Sum pairs of numbers in array

Question

This code takes a list of ints and sums their pairs, storing the summed pairs in an array sumPairs, then returning that array. If the supplied array toSum has an odd number of elements, it returns the sumPairs with the last element of the toSum as the last element of sumPairs. Any suggestions for improving my code, or accomplishing this task in a better way, would be most appreciated!

public static int[] collapse(int[] toSum) {
    int[] sumPairs = new int[toSum.length / 2 + toSum.length % 2]; 
    for (int i = 0, j = 0; i < toSum.length - 1; i+=2, j++) {
        sumPairs[j] = toSum[i] + toSum[i + 1];
    }
    if (toSum.length % 2 == 1 && sumPairs[sumPairs.length - 1] == 0) { 
        sumPairs[sumPairs.length - 1] = toSum[toSum.length - 1]; 
    }
    return sumPairs;
}  

Answer 1

Looks good! :)

The only thing I can spot is that the second condition for your if statement is unnecessary, as the first condition is all that is required. Therefore:

if (toSum.length % 2 == 1) {
    sumPairs[sumPairs.length - 1] = toSum[toSum.length - 1];
}

Answer 2

Here's a version using Java 8 streams and lambdas. I personally find it slightly more readable, but I'm sure some will disagree.

public static int[] collapse(int[] toSum) {
    return IntStream.range(0, toSum.length)
            .filter(n -> n % 2 == 0)
            .map(n -> toSum[n] + (n + 1 == toSum.length ? 0 : toSum[n + 1]))
            .toArray();
}

Answer 3

I'll second hjk that this is already good. This entire process is \$O(N)\$ and there's no getting better than that. Only thing I'd personally do in your place is add more white-space between statements for readability.

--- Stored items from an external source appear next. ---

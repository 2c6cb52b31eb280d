use std::fmt::{self, Debug, Formatter};
use std::marker::PhantomData;

use super::Category;

/// A position within a range of slots, which can be stepped forward and compared with other
/// positions in the same range.
///
/// A range is described by two cursors, `first` and `last`, where `last` is one past the final
/// slot. Cursors never own the slots they point to and are invalidated by anything that moves
/// those slots.
///
/// # Safety
/// Implementors must guarantee that two cursors into the same range compare equal if and only if
/// they denote the same slot, and that stepping a cursor denotes the following slot. The pointer
/// returned by [`slot`](Cursor::slot) must be valid for as long as the underlying range is. The
/// category must match the traits implemented: a cursor reporting
/// [`Category::Bidirectional`] or higher must implement [`BidirectionalCursor`], and so on.
pub unsafe trait Cursor: Clone + PartialEq {
    /// The type of the elements in the range.
    type Item;

    /// The capability level of this cursor.
    const CATEGORY: Category = Category::Forward;

    /// Moves the cursor to the next slot.
    fn step(&mut self);

    /// Returns a pointer to the slot at this position. The slot may be uninitialized, it is up to
    /// the caller to know whether it is.
    fn slot(&self) -> *mut Self::Item;
}

/// A [`Cursor`] that can also step backward.
///
/// # Safety
/// Stepping back must undo a step, such that `c.step(); c.step_back();` leaves `c` equal to
/// its original value.
#[rustc_specialization_trait]
pub unsafe trait BidirectionalCursor: Cursor {
    /// Moves the cursor to the previous slot.
    fn step_back(&mut self);
}

/// A [`BidirectionalCursor`] that can jump to any slot in the range in constant time.
///
/// # Safety
/// `offset` and `distance_to` must agree with repeated stepping: `c.offset(n)` denotes the same
/// slot as `n` steps from `c`, and `a.distance_to(&b)` is the number of steps from `a` to `b`.
#[rustc_specialization_trait]
pub unsafe trait RandomAccessCursor: BidirectionalCursor {
    /// Returns a cursor `n` slots after this one, or before it if `n` is negative.
    fn offset(&self, n: isize) -> Self;

    /// Returns the number of steps from this cursor to `other`, which is negative if `other`
    /// comes first.
    fn distance_to(&self, other: &Self) -> isize;
}

/// The contiguous cursor: a base pointer and an index into the slots after it.
///
/// Storing an index rather than a moving pointer keeps positions distinct for zero-sized types,
/// where every slot shares the same address.
pub struct RawCursor<T> {
    pub(crate) base: *mut T,
    pub(crate) index: usize,
    pub(crate) _phantom: PhantomData<T>,
}

impl<T> RawCursor<T> {
    /// Creates a cursor at `index` slots after `base`.
    pub const fn new(base: *mut T, index: usize) -> RawCursor<T> {
        RawCursor {
            base,
            index,
            _phantom: PhantomData,
        }
    }

    /// Creates the pair of cursors describing every slot in `slice`.
    ///
    /// # Examples
    /// ```
    /// # use sequence_lib::iter::{Cursor, RawCursor, distance};
    /// let mut values = [1, 2, 3];
    /// let (first, last) = RawCursor::range(&mut values);
    /// assert_eq!(distance(&first, &last), 3);
    /// ```
    pub const fn range(slice: &mut [T]) -> (RawCursor<T>, RawCursor<T>) {
        let base = slice.as_mut_ptr();
        (RawCursor::new(base, 0), RawCursor::new(base, slice.len()))
    }

    /// The index of this cursor, relative to its base.
    pub const fn index(&self) -> usize {
        self.index
    }
}

impl<T> Clone for RawCursor<T> {
    fn clone(&self) -> Self {
        *self
    }
}

impl<T> Copy for RawCursor<T> {}

impl<T> PartialEq for RawCursor<T> {
    fn eq(&self, other: &Self) -> bool {
        self.base == other.base && self.index == other.index
    }
}

impl<T> Eq for RawCursor<T> {}

impl<T> Debug for RawCursor<T> {
    fn fmt(&self, f: &mut Formatter<'_>) -> fmt::Result {
        f.debug_struct("RawCursor")
            .field("base", &self.base)
            .field("index", &self.index)
            .finish()
    }
}

// SAFETY: Positions are compared by base and index, which uniquely identify a slot.
unsafe impl<T> Cursor for RawCursor<T> {
    type Item = T;

    const CATEGORY: Category = Category::RandomAccess;

    fn step(&mut self) {
        self.index = self.index.strict_add(1);
    }

    fn slot(&self) -> *mut T {
        self.base.wrapping_add(self.index)
    }
}

// SAFETY: Decrementing the index undoes an increment.
unsafe impl<T> BidirectionalCursor for RawCursor<T> {
    fn step_back(&mut self) {
        self.index = self.index.strict_sub(1);
    }
}

// SAFETY: Offsetting by n is the same as n increments of the index.
unsafe impl<T> RandomAccessCursor for RawCursor<T> {
    fn offset(&self, n: isize) -> Self {
        RawCursor::new(self.base, self.index.strict_add_signed(n))
    }

    fn distance_to(&self, other: &Self) -> isize {
        (other.index as isize).strict_sub(self.index as isize)
    }
}

/// Moves `cursor` forward by `n` slots. Takes constant time for random access cursors and
/// linear time otherwise.
pub fn advance<C: Cursor>(cursor: &mut C, n: usize) {
    cursor.spec_advance(n)
}

/// Returns the number of steps from `first` to `last`. Takes constant time for random access
/// cursors and linear time otherwise.
///
/// `last` must be reachable from `first`, otherwise this never returns for non-random access
/// cursors.
pub fn distance<C: Cursor>(first: &C, last: &C) -> usize {
    first.spec_distance(last)
}

/// Returns a copy of `cursor`, moved forward by `n` slots.
pub fn next<C: Cursor>(cursor: &C, n: usize) -> C {
    let mut result = cursor.clone();
    advance(&mut result, n);
    result
}

/// Returns a copy of `cursor`, moved backward by `n` slots.
pub fn prev<C: BidirectionalCursor>(cursor: &C, n: usize) -> C {
    let mut result = cursor.clone();
    result.spec_retreat(n);
    result
}

trait SpecAdvance: Cursor {
    fn spec_advance(&mut self, n: usize);

    fn spec_distance(&self, last: &Self) -> usize;
}

impl<C: Cursor> SpecAdvance for C {
    default fn spec_advance(&mut self, n: usize) {
        for _ in 0..n {
            self.step();
        }
    }

    default fn spec_distance(&self, last: &Self) -> usize {
        let mut current = self.clone();
        let mut count = 0;
        while current != *last {
            current.step();
            count += 1;
        }
        count
    }
}

impl<C: RandomAccessCursor> SpecAdvance for C {
    fn spec_advance(&mut self, n: usize) {
        *self = self.offset(n as isize);
    }

    fn spec_distance(&self, last: &Self) -> usize {
        self.distance_to(last) as usize
    }
}

trait SpecRetreat: BidirectionalCursor {
    fn spec_retreat(&mut self, n: usize);
}

impl<C: BidirectionalCursor> SpecRetreat for C {
    default fn spec_retreat(&mut self, n: usize) {
        for _ in 0..n {
            self.step_back();
        }
    }
}

impl<C: RandomAccessCursor> SpecRetreat for C {
    fn spec_retreat(&mut self, n: usize) {
        *self = self.offset(-(n as isize));
    }
}
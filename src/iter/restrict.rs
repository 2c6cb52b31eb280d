use super::{BidirectionalCursor, Category, Cursor};

/// Hides every capability of the wrapped cursor beyond stepping forward, so that algorithms
/// fall back to their forward strategy.
#[derive(Debug, Clone, Copy, PartialEq, Eq)]
pub struct ForwardOnly<C>(pub C);

// SAFETY: Forwards to the wrapped cursor.
unsafe impl<C: Cursor> Cursor for ForwardOnly<C> {
    type Item = C::Item;

    const CATEGORY: Category = Category::Forward;

    fn step(&mut self) {
        self.0.step()
    }

    fn slot(&self) -> *mut C::Item {
        self.0.slot()
    }
}

/// Hides random access on the wrapped cursor, so that algorithms fall back to their
/// bidirectional strategy.
#[derive(Debug, Clone, Copy, PartialEq, Eq)]
pub struct BidirectionalOnly<C>(pub C);

// SAFETY: Forwards to the wrapped cursor.
unsafe impl<C: BidirectionalCursor> Cursor for BidirectionalOnly<C> {
    type Item = C::Item;

    const CATEGORY: Category = Category::Bidirectional;

    fn step(&mut self) {
        self.0.step()
    }

    fn slot(&self) -> *mut C::Item {
        self.0.slot()
    }
}

// SAFETY: Forwards to the wrapped cursor.
unsafe impl<C: BidirectionalCursor> BidirectionalCursor for BidirectionalOnly<C> {
    fn step_back(&mut self) {
        self.0.step_back()
    }
}
use std::cmp::Ordering;

use super::reverse;

/// Rearranges `slice` into the next lexicographically greater permutation, returning true. If
/// the slice is already the greatest permutation, it is reset to the smallest (sorted) one and
/// false is returned.
///
/// # Examples
/// ```
/// # use sequence_lib::algorithm::next_permutation;
/// let mut values = [1, 2, 3];
/// assert!(next_permutation(&mut values));
/// assert_eq!(values, [1, 3, 2]);
///
/// let mut values = [3, 2, 1];
/// assert!(!next_permutation(&mut values));
/// assert_eq!(values, [1, 2, 3]);
/// ```
pub fn next_permutation<T: Ord>(slice: &mut [T]) -> bool {
    next_permutation_by(slice, Ord::cmp)
}

/// [`next_permutation`] with a custom ordering.
pub fn next_permutation_by<T, F>(slice: &mut [T], mut compare: F) -> bool
where
    F: FnMut(&T, &T) -> Ordering,
{
    step_permutation(slice, |a, b| compare(a, b).is_lt())
}

/// Rearranges `slice` into the next lexicographically smaller permutation, returning true. If
/// the slice is already the smallest permutation, it is reset to the greatest (reverse sorted)
/// one and false is returned.
pub fn prev_permutation<T: Ord>(slice: &mut [T]) -> bool {
    prev_permutation_by(slice, Ord::cmp)
}

/// [`prev_permutation`] with a custom ordering.
pub fn prev_permutation_by<T, F>(slice: &mut [T], mut compare: F) -> bool
where
    F: FnMut(&T, &T) -> Ordering,
{
    step_permutation(slice, |a, b| compare(a, b).is_gt())
}

/// Steps to the next permutation in the order where `before(a, b)` means `a` sorts first.
fn step_permutation<T, F>(slice: &mut [T], mut before: F) -> bool
where
    F: FnMut(&T, &T) -> bool,
{
    if slice.len() < 2 {
        return false;
    }

    // The longest suffix in reverse order starts at pivot + 1.
    let Some(pivot) = (0..slice.len() - 1).rev().find(|&i| before(&slice[i], &slice[i + 1]))
    else {
        reverse(slice);
        return false;
    };

    let mut swap_with = slice.len() - 1;
    while !before(&slice[pivot], &slice[swap_with]) {
        swap_with -= 1;
    }

    slice.swap(pivot, swap_with);
    reverse(&mut slice[pivot + 1..]);
    true
}

/// Returns true if `b` contains the same elements as `a`, with the same number of occurrences,
/// in any order.
///
/// # Examples
/// ```
/// # use sequence_lib::algorithm::is_permutation;
/// assert!(is_permutation(&[1, 2, 2, 3], &[2, 3, 1, 2]));
/// assert!(!is_permutation(&[1, 2, 2], &[1, 1, 2]));
/// ```
pub fn is_permutation<T: PartialEq>(a: &[T], b: &[T]) -> bool {
    is_permutation_by(a, b, PartialEq::eq)
}

/// [`is_permutation`] with a custom equivalence.
pub fn is_permutation_by<T, F>(a: &[T], b: &[T], mut eq: F) -> bool
where
    F: FnMut(&T, &T) -> bool,
{
    if a.len() != b.len() {
        return false;
    }

    let common = a.iter().zip(b).take_while(|(x, y)| eq(x, y)).count();
    let (a, b) = (&a[common..], &b[common..]);

    for (i, item) in a.iter().enumerate() {
        if a[..i].iter().any(|seen| eq(seen, item)) {
            continue;
        }

        let in_b = b.iter().filter(|other| eq(item, other)).count();
        if in_b == 0 || in_b != a[i..].iter().filter(|other| eq(item, other)).count() {
            return false;
        }
    }
    true
}
use std::ops::Range;
use std::ptr;

use crate::error::{IndexOutOfBounds, OutputExhausted};
use crate::iter::{BidirectionalCursor, Cursor, OutputCursor, RawCursor};
use crate::util::result::ResultExtension;

/// Clones every element of `src` over the start of `dest`, returning the number of elements
/// written.
///
/// When `T` is [`Copy`], std's `clone_from_slice` makes this a single bulk memory copy instead of
/// a loop.
///
/// # Panics
/// Panics if `dest` is shorter than `src`.
///
/// # Examples
/// ```
/// # use sequence_lib::algorithm::copy;
/// let mut dest = [0; 4];
/// assert_eq!(copy(&[1, 2, 3], &mut dest), 3);
/// assert_eq!(dest, [1, 2, 3, 0]);
/// ```
pub fn copy<T: Clone>(src: &[T], dest: &mut [T]) -> usize {
    if dest.len() < src.len() {
        Err(OutputExhausted).throw()
    }

    dest[..src.len()].clone_from_slice(src);
    src.len()
}

/// Clones the first `n` elements of `src` over the start of `dest`.
///
/// # Panics
/// Panics if `src` has less than `n` elements or `dest` is too short to hold them.
pub fn copy_n<T: Clone>(src: &[T], n: usize, dest: &mut [T]) -> usize {
    if n > src.len() {
        Err(IndexOutOfBounds {
            index: n,
            len: src.len(),
        })
        .throw()
    }

    copy(&src[..n], dest)
}

/// Clones the elements in `src` to the position starting at `dest` within the same slice,
/// returning the index one past the last element written.
///
/// The ranges may overlap. Elements are copied front to back when the destination comes first
/// and back to front when it comes second, so every element is read before it is overwritten.
/// When `T` is [`Copy`], each non-overlapping chunk is a bulk memory copy.
///
/// # Panics
/// Panics if either range is out of bounds of the slice.
///
/// # Examples
/// ```
/// # use sequence_lib::algorithm::copy_within;
/// let mut word = *b"abcdefg";
/// copy_within(&mut word, 0..3, 1);
/// assert_eq!(&word, b"aabcefg");
/// ```
pub fn copy_within<T: Clone>(slice: &mut [T], src: Range<usize>, dest: usize) -> usize {
    let len = slice.len();
    if src.start > src.end || src.end > len {
        Err(IndexOutOfBounds {
            index: src.end,
            len,
        })
        .throw()
    }

    let count = src.end - src.start;
    let dest_end = dest.checked_add(count).unwrap_or(usize::MAX);
    if dest_end > len {
        Err(IndexOutOfBounds {
            index: dest_end,
            len,
        })
        .throw()
    }

    clone_within(slice, src.start, dest, count);
    dest_end
}

/// Clones the elements in `src` so that the last one lands just before `dest_end`, returning the
/// index of the first element written. Overlap is handled as in [`copy_within`].
///
/// # Panics
/// Panics if either range is out of bounds of the slice.
pub fn copy_backward_within<T: Clone>(
    slice: &mut [T],
    src: Range<usize>,
    dest_end: usize,
) -> usize {
    let count = src.end.saturating_sub(src.start);
    let Some(dest) = dest_end.checked_sub(count) else {
        return Err(IndexOutOfBounds {
            index: dest_end,
            len: count,
        })
        .throw();
    };

    copy_within(slice, src, dest);
    dest
}

/// Writes every item of `src` to `out`, returning the output cursor.
pub fn copy_iter<I, O>(src: I, mut out: O) -> O
where
    I: IntoIterator,
    O: OutputCursor<I::Item>,
{
    for item in src {
        out.put(item);
    }
    out
}

/// Writes the items of `src` for which `pred` returns true to `out`, returning the output
/// cursor.
pub fn copy_if<I, O, P>(src: I, mut out: O, mut pred: P) -> O
where
    I: IntoIterator,
    O: OutputCursor<I::Item>,
    P: FnMut(&I::Item) -> bool,
{
    for item in src {
        if pred(&item) {
            out.put(item);
        }
    }
    out
}

/// Assigns `value` to every element of `slice`.
///
/// Single byte types ([`u8`], [`i8`] and [`bool`]) are filled with one memset.
///
/// # Examples
/// ```
/// # use sequence_lib::algorithm::fill;
/// let mut buf = [0u8; 4];
/// fill(&mut buf, 7);
/// assert_eq!(buf, [7; 4]);
/// ```
pub fn fill<T: Clone>(slice: &mut [T], value: T) {
    slice.spec_fill(value);
}

/// Assigns `value` to the first `n` elements of `dest`, returning `n`.
///
/// # Panics
/// Panics if `dest` has less than `n` elements.
pub fn fill_n<T: Clone>(dest: &mut [T], n: usize, value: T) -> usize {
    let len = dest.len();
    let Some(target) = dest.get_mut(..n) else {
        return Err(IndexOutOfBounds { index: n, len }).throw();
    };

    fill(target, value);
    n
}

/// Exchanges the elements of `a` with those at the same index in `b`, returning the number of
/// elements swapped.
///
/// # Panics
/// Panics if `b` is shorter than `a`.
pub fn swap_ranges<T>(a: &mut [T], b: &mut [T]) -> usize {
    if b.len() < a.len() {
        Err(OutputExhausted).throw()
    }

    a.swap_with_slice(&mut b[..a.len()]);
    a.len()
}

/// Relocates the elements in `[first, last)` to the slots starting at `d_first`, front to back,
/// and returns the cursor one past the last slot written.
///
/// Relocation is a bitwise move: afterwards the source slots are logically uninitialized, unless
/// they were overwritten as part of the destination.
///
/// # Safety
/// `[first, last)` must be a valid range of live elements and the destination must be valid for
/// writes of as many slots. Any live elements in the destination are overwritten without being
/// dropped. The destination may only overlap the source if it starts at or before `first`.
pub unsafe fn move_range<C: Cursor>(first: C, last: C, d_first: C) -> C {
    // SAFETY: Forwarded from the caller.
    unsafe { C::spec_move(first, last, d_first) }
}

/// Relocates the elements in `[first, last)` to the slots ending just before `d_last`, back to
/// front, and returns the cursor to the first slot written.
///
/// # Safety
/// As for [`move_range`], except that the destination may only overlap the source if it ends at
/// or after `last`. This is the direction needed to shift a tail right within one buffer.
pub unsafe fn move_backward<C: BidirectionalCursor>(first: C, last: C, d_last: C) -> C {
    // SAFETY: Forwarded from the caller.
    unsafe { C::spec_move_backward(first, last, d_last) }
}

/// Clones `count` elements from `src` to `dest` within `slice`, in chunks that never overlap.
///
/// Each chunk is at most as long as the distance between the two ranges, so it can be split off
/// and handed to `clone_from_slice`, which std turns into a memcpy for [`Copy`] types. Chunks are
/// taken front to back when `dest` comes first and back to front otherwise, so every element is
/// read before it is overwritten.
fn clone_within<T: Clone>(slice: &mut [T], src: usize, dest: usize, count: usize) {
    if dest < src {
        let step = src - dest;
        let mut done = 0;
        while done < count {
            let n = step.min(count - done);
            let (head, tail) = slice.split_at_mut(src + done);
            head[dest + done..dest + done + n].clone_from_slice(&tail[..n]);
            done += n;
        }
    } else if dest > src {
        let step = dest - src;
        let mut remaining = count;
        while remaining > 0 {
            let n = step.min(remaining);
            let start = remaining - n;
            let (head, tail) = slice.split_at_mut(dest + start);
            tail[..n].clone_from_slice(&head[src + start..src + start + n]);
            remaining = start;
        }
    }
}

trait SpecFill<T> {
    fn spec_fill(&mut self, value: T);
}

impl<T: Clone> SpecFill<T> for [T] {
    default fn spec_fill(&mut self, value: T) {
        if let Some((last, elems)) = self.split_last_mut() {
            for el in elems {
                el.clone_from(&value);
            }

            *last = value
        }
    }
}

impl SpecFill<u8> for [u8] {
    fn spec_fill(&mut self, value: u8) {
        // SAFETY: Any byte is a valid u8.
        unsafe { ptr::write_bytes(self.as_mut_ptr(), value, self.len()) }
    }
}

impl SpecFill<i8> for [i8] {
    fn spec_fill(&mut self, value: i8) {
        // SAFETY: Any byte is a valid i8.
        unsafe { ptr::write_bytes(self.as_mut_ptr(), value as u8, self.len()) }
    }
}

impl SpecFill<bool> for [bool] {
    fn spec_fill(&mut self, value: bool) {
        // SAFETY: The byte is either 0 or 1, both valid bools.
        unsafe { ptr::write_bytes(self.as_mut_ptr().cast::<u8>(), value as u8, self.len()) }
    }
}

trait SpecMove: Cursor {
    unsafe fn spec_move(first: Self, last: Self, d_first: Self) -> Self;
}

impl<C: Cursor> SpecMove for C {
    default unsafe fn spec_move(mut first: C, last: C, mut d_first: C) -> C {
        while first != last {
            // SAFETY: The source slot is live and the destination is valid for writes.
            unsafe { d_first.slot().write(first.slot().read()) }
            first.step();
            d_first.step();
        }
        d_first
    }
}

impl<T> SpecMove for RawCursor<T> {
    unsafe fn spec_move(first: Self, last: Self, d_first: Self) -> Self {
        let count = last.index - first.index;
        // SAFETY: Both ranges are valid for count elements. ptr::copy handles overlap in either
        // direction.
        unsafe { ptr::copy(first.slot(), d_first.slot(), count) }
        RawCursor::new(d_first.base, d_first.index + count)
    }
}

trait SpecMoveBackward: BidirectionalCursor {
    unsafe fn spec_move_backward(first: Self, last: Self, d_last: Self) -> Self;
}

impl<C: BidirectionalCursor> SpecMoveBackward for C {
    default unsafe fn spec_move_backward(first: C, mut last: C, mut d_last: C) -> C {
        while first != last {
            last.step_back();
            d_last.step_back();
            // SAFETY: The source slot is live and the destination is valid for writes.
            unsafe { d_last.slot().write(last.slot().read()) }
        }
        d_last
    }
}

impl<T> SpecMoveBackward for RawCursor<T> {
    unsafe fn spec_move_backward(first: Self, last: Self, d_last: Self) -> Self {
        let count = last.index - first.index;
        let d_first = RawCursor::new(d_last.base, d_last.index - count);
        // SAFETY: Both ranges are valid for count elements. ptr::copy handles overlap in either
        // direction.
        unsafe { ptr::copy(first.slot(), d_first.slot(), count) }
        d_first
    }
}
//! Sequence containers.
//!
//! # Purpose
//! I wrote these types to learn how a container manages raw memory: which slots hold live
//! values, which don't, and how values move between them without being dropped twice.
//!
//! # Method
//! Applicable types here implement [`Deref<Target = [T]>`](std::ops::Deref) (and DerefMut), which
//! saves me from writing some of the more repetitive functionality.

#[cfg(feature = "contiguous")]
pub mod contiguous;
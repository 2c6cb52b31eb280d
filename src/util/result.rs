use std::alloc;
use std::error::Error;

use super::error::TryReserveError;

pub(crate) trait ResultExtension<T, E: Error> {
    /// A method similar to [`Result::unwrap`], except that it applies only to types which implement
    /// [`Error`] and panics with the message of the error itself.
    ///
    /// # Panics
    /// Panics if the [`Result`] is an [`Err`].
    fn throw(self) -> T;
}

impl<T, E: Error> ResultExtension<T, E> for Result<T, E> {
    fn throw(self) -> T {
        match self {
            Ok(val) => val,
            Err(error) => panic!("{}", error),
        }
    }
}

pub(crate) trait ReserveResultExtension<T> {
    /// Resolves the result of a fallible allocation the way infallible collection methods should:
    /// capacity overflows panic with their message, while allocation failures are passed to
    /// [`alloc::handle_alloc_error`] as recommended, rather than panicking.
    ///
    /// # Panics
    /// Panics if the [`Result`] is a [`TryReserveError::CapacityOverflow`].
    fn or_handle(self) -> T;
}

impl<T> ReserveResultExtension<T> for Result<T, TryReserveError> {
    fn or_handle(self) -> T {
        match self {
            Ok(val) => val,
            Err(TryReserveError::CapacityOverflow(error)) => Err::<T, _>(error).throw(),
            Err(TryReserveError::AllocFailure(error)) => alloc::handle_alloc_error(error.layout),
        }
    }
}
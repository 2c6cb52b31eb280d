use std::alloc::Layout;
use std::cmp;
use std::ptr::NonNull;

use crate::error::{CapacityOverflow, TryReserveError};

/// The largest number of bytes any allocation is allowed to span.
pub const MAX_SIZE: usize = isize::MAX as usize;

/// A source of raw, uninitialized storage for elements of type `T`, along with the hooks used to
/// construct and destroy elements in that storage.
///
/// A strategy is defined in terms of the element type it allocates, so a collection holding `T`
/// asks its strategy for `n` slots of `T`, rather than `n * size_of::<T>()` bytes.
///
/// Every element a collection creates in the storage goes through
/// [`construct`](AllocStrategy::construct), and every element it drops there goes through
/// [`destroy`](AllocStrategy::destroy). Relocating elements within or between allocations is a
/// bitwise move that uses neither hook, and so is handing an element out by value (as `pop` and
/// `remove` do), since its life continues outside the storage.
///
/// The three `PROPAGATE_ON_*` constants decide whether the strategy travels with the contents of
/// a collection when the collection is cloned into, moved into or swapped with another.
///
/// # Safety
/// A pointer returned by [`allocate`](AllocStrategy::allocate) must be properly aligned for `T`
/// and valid for reads and writes of `n` elements until it is passed to
/// [`deallocate`](AllocStrategy::deallocate) with the same `n`. Strategies that compare equal
/// must be able to deallocate each other's memory.
pub unsafe trait AllocStrategy<T>: PartialEq {
    /// Whether a collection being overwritten with a clone of another also takes a clone of the
    /// other's strategy.
    const PROPAGATE_ON_CLONE: bool = false;
    /// Whether a collection being overwritten by moving another into it also takes the other's
    /// strategy.
    const PROPAGATE_ON_MOVE: bool = true;
    /// Whether swapping two collections also swaps their strategies.
    const PROPAGATE_ON_SWAP: bool = false;

    /// Allocates storage for `n` elements of `T`, without initializing any of them.
    ///
    /// # Errors
    /// Returns [`TryReserveError::CapacityOverflow`] if the size of `n` elements can't be
    /// represented, or [`TryReserveError::AllocFailure`] if the memory isn't available.
    fn allocate(&self, n: usize) -> Result<NonNull<T>, TryReserveError>;

    /// Releases storage previously returned by [`allocate`](AllocStrategy::allocate).
    ///
    /// # Safety
    /// `ptr` must have been returned by a call to `allocate(n)` on this strategy (or one equal to
    /// it), and must not have been deallocated already. Any elements still in the storage are
    /// not dropped.
    unsafe fn deallocate(&self, ptr: NonNull<T>, n: usize);

    /// The largest number of elements a single allocation from this strategy can hold.
    fn max_len(&self) -> usize {
        MAX_SIZE / cmp::max(size_of::<T>(), 1)
    }

    /// Constructs `value` in the uninitialized slot at `slot`.
    ///
    /// # Safety
    /// `slot` must be valid for writes and must not hold a live element.
    unsafe fn construct(&self, slot: NonNull<T>, value: T) {
        // SAFETY: The caller guarantees that the slot is valid for writes.
        unsafe { slot.write(value) }
    }

    /// Destroys the live element at `slot`, leaving it uninitialized.
    ///
    /// # Safety
    /// `slot` must hold a live element, which can't be used again after this call.
    unsafe fn destroy(&self, slot: NonNull<T>) {
        // SAFETY: The caller guarantees that the slot holds a live element.
        unsafe { slot.drop_in_place() }
    }
}

/// Creates the layout for `n` contiguous elements of `T`.
///
/// # Errors
/// Returns [`CapacityOverflow`] if the size of the layout would exceed [`MAX_SIZE`].
pub fn layout_for<T>(n: usize) -> Result<Layout, CapacityOverflow> {
    Layout::array::<T>(n).map_err(|_| CapacityOverflow)
}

public static int[] collapse(int[] toSum) {
        int[] sumPairs = new int[toSum.length / 2 + toSum.length % 2]; 

        for (int i = 0, j = 0; i < toSum.length - 1; i+=2, j++) {
            sumPairs[j] = toSum[i] + toSum[i + 1];
        }

        if (toSum.length % 2 == 1) { 
            sumPairs[sumPairs.length - 1] = toSum[toSum.length - 1]; 
        }

        return sumPairs;
    }